**Exercise prompt:**
Your task is to transcribe the data in full.

**Input for this task:**
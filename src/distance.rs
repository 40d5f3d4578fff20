//! 拥挤距离

use crate::solution::{Solution, SolutionSet};

/// 计算一层中每个解的拥挤距离，不写回解
pub fn crowding_distances(front: &[Solution], number_of_objectives: usize) -> Vec<f64> {
    let size = front.len();
    if size <= 2 {
        return vec![f64::INFINITY; size];
    }
    let mut distances = vec![0.0; size];
    let mut order: Vec<usize> = (0..size).collect();
    for objective in 0..number_of_objectives {
        // 稳定排序，相同目标值保持原有次序
        order.sort_by(|&a, &b| {
            front[a]
                .objective(objective)
                .total_cmp(&front[b].objective(objective))
        });
        let min = front[order[0]].objective(objective);
        let max = front[order[size - 1]].objective(objective);
        distances[order[0]] = f64::INFINITY;
        distances[order[size - 1]] = f64::INFINITY;
        let range = max - min;
        if range == 0.0 {
            continue;
        }
        for window in order.windows(3) {
            let (previous, current, next) = (window[0], window[1], window[2]);
            let gap = front[next].objective(objective) - front[previous].objective(objective);
            distances[current] += gap / range;
        }
    }
    distances
}

/// 计算拥挤距离并写入每个解
pub fn crowding_distance_assignment(front: &mut SolutionSet, number_of_objectives: usize) {
    let distances = crowding_distances(front.as_slice(), number_of_objectives);
    for (solution, distance) in front.iter_mut().zip(distances) {
        solution.crowding_distance = distance;
    }
}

**Written answer:**
filename src/distance.rs
repository 40d5f3d4578fff20
//! 拥挤距离

use crate::solution::{Solution, SolutionSet};

/// 计算一层中每个解的拥挤距离，不写回解
pub fn crowding_distances(front: &[Solution], number_of_objectives: usize) -> Vec<f64> {
    let size = front.len();
    if size <= 2 {
        return vec![f64::INFINITY; size];
    }
    let mut distances = vec![0.0; size];
    let mut order: Vec<usize> = (0..size).collect();
    for objective in 0..number_of_objectives {
        // 稳定排序，相同目标值保持原有次序
        order.sort_by(|&a, &b| {
            front[a]
                .objective(objective)
                .total_cmp(&front[b].objective(objective))
        });
        let min = front[order[0]].objective(objective);
        let max = front[order[size - 1]].objective(objective);
        distances[order[0]] = f64::INFINITY;
        distances[order[size - 1]] = f64::INFINITY;
        let range = max - min;
        if range == 0.0 {
            continue;
        }
        for window in order.windows(3) {
            let (previous, current, next) = (window[0], window[1], window[2]);
            let gap = front[next].objective(objective) - front[previous].objective(objective);
            distances[current] += gap / range;
        }
    }
    distances
}

/// 计算拥挤距离并写入每个解
pub fn crowding_distance_assignment(front: &mut SolutionSet, number_of_objectives: usize) {
    let distances = crowding_distances(front.as_slice(), number_of_objectives);
    for (solution, distance) in front.iter_mut().zip(distances) {
        solution.crowding_distance = distance;
    }
}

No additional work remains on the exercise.